WORK INSTRUCTIONS: Write down, unchanged, the entries from the first line through the line holding "pub struct BlockProtocol". Include no other line.

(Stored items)
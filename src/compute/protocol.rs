//! Block-schedule stimulation protocol.

use crate::schema::{AssociationConfig, REST_CONDITION, StimulusBlock};

use super::evolution::{Stimulation, StimulationProtocol};

/// A stimulus block resolved against a concrete network.
#[derive(Debug, Clone)]
struct ResolvedBlock {
    start: f64,
    end: f64,
    condition: String,
    /// Neuron indices receiving current.
    targets: Vec<usize>,
}

/// Injects a constant current into labelled neurons during scheduled
/// windows and reports "rest" everywhere else.
///
/// When blocks overlap the first matching one wins.
#[derive(Debug, Clone)]
pub struct BlockProtocol {
    num_neurons: usize,
    amplitude: f64,
    max_time: f64,
    blocks: Vec<ResolvedBlock>,
}

impl BlockProtocol {
    /// Resolve block targets through the network's anatomy labels.
    /// Labels with no matching neuron are ignored.
    pub fn new(
        schedule: &[StimulusBlock],
        labels: &[String],
        amplitude: f64,
        max_time: f64,
    ) -> Self {
        let blocks = schedule
            .iter()
            .map(|block| ResolvedBlock {
                start: block.start,
                end: block.end,
                condition: block.condition.clone(),
                targets: labels
                    .iter()
                    .enumerate()
                    .filter(|(_, label)| block.targets.contains(*label))
                    .map(|(i, _)| i)
                    .collect(),
            })
            .collect();

        Self {
            num_neurons: labels.len(),
            amplitude,
            max_time,
            blocks,
        }
    }

    /// Protocol of the association experiment.
    pub fn from_config(config: &AssociationConfig, labels: &[String]) -> Self {
        Self::new(
            &config.schedule,
            labels,
            config.current_amplitude,
            config.max_time,
        )
    }

    fn active_block(&self, time: f64) -> Option<&ResolvedBlock> {
        self.blocks
            .iter()
            .find(|b| b.start < time && time < b.end)
    }
}

impl StimulationProtocol for BlockProtocol {
    fn max_time(&self) -> f64 {
        self.max_time
    }

    fn stimulation_at(&self, time: f64) -> Stimulation {
        let mut current = vec![0.0; self.num_neurons];
        match self.active_block(time) {
            Some(block) => {
                for &i in &block.targets {
                    current[i] = self.amplitude;
                }
                Stimulation {
                    condition: block.condition.clone(),
                    current,
                }
            }
            None => Stimulation {
                condition: REST_CONDITION.to_string(),
                current,
            },
        }
    }
}

#[cfg(test)]
mod tests {
    use super::*;

    fn protocol() -> BlockProtocol {
        let config = AssociationConfig {
            num_neurons: 3,
            ..Default::default()
        };
        BlockProtocol::from_config(&config, &config.labels())
    }

    #[test]
    fn test_default_schedule() {
        let p = protocol();
        let amp = AssociationConfig::default().current_amplitude;

        let s = p.stimulation_at(0.25);
        assert_eq!(s.condition, "stimulus");
        assert_eq!(s.current, vec![amp, 0.0, 0.0]);

        let s = p.stimulation_at(1.2);
        assert_eq!(s.condition, "association");
        assert_eq!(s.current, vec![0.0, amp, 0.0]);

        let s = p.stimulation_at(2.5);
        assert_eq!(s.condition, "both");
        assert_eq!(s.current, vec![amp, amp, 0.0]);

        let s = p.stimulation_at(3.7);
        assert_eq!(s.condition, "recall");
        assert_eq!(s.current, vec![amp, 0.0, 0.0]);

        let s = p.stimulation_at(4.5);
        assert_eq!(s.condition, REST_CONDITION);
        assert_eq!(s.current, vec![0.0; 3]);
        assert_eq!(p.max_time(), 5.0);
    }

    #[test]
    fn test_bounds_are_exclusive() {
        let p = protocol();
        assert_eq!(p.stimulation_at(0.0).condition, REST_CONDITION);
        assert_eq!(p.stimulation_at(0.5).condition, REST_CONDITION);
        assert_eq!(p.stimulation_at(1.0).condition, REST_CONDITION);
        assert_eq!(p.stimulation_at(1.0001).condition, "association");
    }

    #[test]
    fn test_unknown_labels_are_ignored() {
        let schedule = vec![StimulusBlock::new(0.0, 1.0, "x", &["missing"])];
        let labels = vec!["a".to_string(), "b".to_string()];
        let p = BlockProtocol::new(&schedule, &labels, 1.0, 1.0);
        let s = p.stimulation_at(0.5);
        assert_eq!(s.condition, "x");
        assert_eq!(s.current, vec![0.0, 0.0]);
    }

    #[test]
    fn test_repeated_labels() {
        let schedule = vec![StimulusBlock::new(0.0, 1.0, "on", &["hidden"])];
        let labels: Vec<String> = vec!["stimulus".into(), "hidden".into(), "hidden".into()];
        let p = BlockProtocol::new(&schedule, &labels, 2.0, 1.0);
        assert_eq!(p.stimulation_at(0.5).current, vec![0.0, 2.0, 2.0]);
    }
}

REPLY TO THE TASK:
filename src/compute/protocol.rs
//! Block-schedule stimulation protocol.

use crate::schema::{AssociationConfig, REST_CONDITION, StimulusBlock};

use super::evolution::{Stimulation, StimulationProtocol};

/// A stimulus block resolved against a concrete network.
#[derive(Debug, Clone)]
struct ResolvedBlock {
    start: f64,
    end: f64,
    condition: String,
    /// Neuron indices receiving current.
    targets: Vec<usize>,
}

/// Injects a constant current into labelled neurons during scheduled
/// windows and reports "rest" everywhere else.
///
/// When blocks overlap the first matching one wins.
#[derive(Debug, Clone)]
pub struct BlockProtocol {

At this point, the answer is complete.